Your task
Show all the lines in the data below that include the word "refs".

Data provided

impl Program {
    /// Returns the rom table
    pub fn roms(&self) -> &[RomData] {
        &self.roms
    }

    /// Checks whether the payload of a rom is currently loaded
    ///
    /// # Panics
    /// If `index` is out of range
    pub fn is_rom_loaded(&self, index: usize) -> bool {
        let key = index as u32;
        match self.roms[index].resource_type {
            RomDataType::Image => self
                .streamed_images
                .read()
                .unwrap_or_else(PoisonError::into_inner)
                .contains_key(&key),
            RomDataType::Mesh => self
                .streamed_meshes
                .read()
                .unwrap_or_else(PoisonError::into_inner)
                .contains_key(&key),
        }
    }

    /// Drops the payload of a rom, returning its size in bytes
    ///
    /// Returns `None` if the rom wasn't loaded.
    ///
    /// # Panics
    /// If `index` is out of range
    pub fn unload_rom(&self, index: usize) -> Option<usize> {
        let key = index as u32;
        let size = match self.roms[index].resource_type {
            RomDataType::Image => self
                .streamed_images
                .write()
                .unwrap_or_else(PoisonError::into_inner)
                .remove(&key)?
                .data_size(),
            RomDataType::Mesh => self
                .streamed_meshes
                .write()
                .unwrap_or_else(PoisonError::into_inner)
                .remove(&key)?
                .content_size(MeshContentFlags::ALL),
        };
        log::debug!("unloaded rom {index} ({size} bytes)");
        Some(size)
    }

    /// Installs the payload of an image rom
    ///
    /// # Panics
    /// If the rom is out of range, isn't an image, or is already loaded
    pub fn set_image_rom_value(&self, index: usize, image: Arc<Image>) {
        assert_eq!(
            self.roms[index].resource_type,
            RomDataType::Image,
            "rom {index} is not an image"
        );
        let prev = self
            .streamed_images
            .write()
            .unwrap_or_else(PoisonError::into_inner)
            .insert(index as u32, image);
        assert!(prev.is_none(), "rom {index} is already loaded");
    }

    /// Installs the payload of a mesh rom
    ///
    /// # Panics
    /// If the rom is out of range, isn't a mesh, or is already loaded
    pub fn set_mesh_rom_value(&self, index: usize, mesh: Arc<Mesh>) {
        assert_eq!(
            self.roms[index].resource_type,
            RomDataType::Mesh,
            "rom {index} is not a mesh"
        );
        let prev = self
            .streamed_meshes
            .write()
            .unwrap_or_else(PoisonError::into_inner)
            .insert(index as u32, mesh);
        assert!(prev.is_none(), "rom {index} is already loaded");
    }

    /// Loads a rom from the given source
    ///
    /// # Panics
    /// If the rom is already loaded
    pub fn load_rom<S: RomSource + ?Sized>(
        &self,
        index: usize,
        source: &S,
    ) -> Result<(), Error> {
        let rom = self
            .roms
            .get(index)
            .ok_or(Error::BadRomIndex(index, self.roms.len()))?;
        let payload = source.rom(index).ok_or(Error::MissingRom(index))?;
        match (rom.resource_type, payload) {
            (RomDataType::Image, RomPayload::Image(i)) => {
                self.set_image_rom_value(index, i)
            }
            (RomDataType::Mesh, RomPayload::Mesh(m)) => {
                self.set_mesh_rom_value(index, m)
            }
            _ => return Err(Error::WrongRomType(index)),
        }
        log::debug!("loaded rom {index} ({} bytes)", rom.size);
        Ok(())
    }

    fn image_lod(&self, i: ConstantResourceIndex) -> Option<Arc<Image>> {
        if i.is_streamable() {
            self.streamed_images
                .read()
                .unwrap_or_else(PoisonError::into_inner)
                .get(&(i.index() as u32))
                .cloned()
        } else {
            Some(self.constant_image_lods_permanent[i.index()].clone())
        }
    }

    fn mesh_slice(&self, i: ConstantResourceIndex) -> Option<Arc<Mesh>> {
        if i.is_streamable() {
            self.streamed_meshes
                .read()
                .unwrap_or_else(PoisonError::into_inner)
                .get(&(i.index() as u32))
                .cloned()
        } else {
            Some(self.constant_meshes_permanent[i.index()].clone())
        }
    }

    /// Returns a constant image, skipping the given number of mips
    ///
    /// Mips that are not loaded are skipped as well, and the result contains
    /// every consecutive loaded mip after that point; the result may be
    /// smaller than requested, but it is never empty.  Returns `None` (and
    /// logs a warning) if none of the remaining mips is loaded.
    ///
    /// If a mip has a different format from the ones before it, the result
    /// stops at that mip.
    ///
    /// # Panics
    /// If `index` is out of range
    pub fn get_constant_image(
        &self,
        index: usize,
        mips_to_skip: u8,
    ) -> Option<Arc<Image>> {
        let range = &self.constant_images[index];
        let first = range.first_index as usize;
        let lods = &self.constant_image_lod_indices
            [first..first + range.lod_count as usize];

        let mut start = mips_to_skip.min(range.lod_count.saturating_sub(1));
        let mut mips = vec![];
        let mut format = None;
        for &i in &lods[start as usize..] {
            match self.image_lod(i) {
                Some(m) if format.is_some_and(|f| f != m.format()) => {
                    log::warn!(
                        "constant image {index} has mixed mip formats; \
                         dropping mips after {}",
                        start as usize + mips.len() - 1
                    );
                    break;
                }
                Some(m) => {
                    format = Some(m.format());
                    mips.push(m);
                }
                None if mips.is_empty() => start += 1,
                None => break,
            }
        }
        match mips.len() {
            0 => {
                log::warn!(
                    "no loaded mips for constant image {index} \
                     (skipping {mips_to_skip})"
                );
                None
            }
            1 => mips.pop(),
            _ => {
                let refs = mips.iter().map(|m| m.as_ref()).collect::<Vec<_>>();
                let out = Image::compose_lods(&refs)?;
                log::trace!(
                    "composed constant image {index} from mips {start}..{}",
                    start as usize + mips.len()
                );
                Some(Arc::new(out))
            }
        }
    }

    /// Returns the requested content slices of a constant mesh
    ///
    /// Slices requested by `filter` but absent from the mesh are ignored.
    /// Returns `None` (and logs a warning) if a requested slice is streamed
    /// and not currently loaded.
    ///
    /// # Panics
    /// If `index` is out of range
    pub fn get_constant_mesh(
        &self,
        index: usize,
        filter: MeshContentFlags,
    ) -> Option<Arc<Mesh>> {
        let range = &self.constant_meshes[index];
        let first = range.first_index as usize;
        let present: ArrayVec<MeshContentFlags, 4> = MeshContentFlags::SLICES
            .into_iter()
            .filter(|s| range.content_flags.contains(*s))
            .collect();
        let indices =
            &self.constant_mesh_content_indices[first..first + present.len()];

        let mut out = Mesh::default();
        for (slice, &i) in present.iter().zip(indices) {
            if !filter.contains(*slice) {
                continue;
            }
            let Some(part) = self.mesh_slice(i) else {
                log::warn!(
                    "content {:#x} of constant mesh {index} is not loaded",
                    slice.bits()
                );
                return None;
            };
            out.merge_content(&part);
        }
        out.skeleton = range
            .skeleton
            .map(|i| self.constant_skeletons[i as usize].clone());
        out.physics_body = range
            .physics_body
            .map(|i| self.constant_physics_bodies[i as usize].clone());
        Some(Arc::new(out))
    }
}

Solution to this problem
                let refs = mips.iter().map(|m| m.as_ref()).collect::<Vec<_>>();
                let out = Image::compose_lods(&refs)?;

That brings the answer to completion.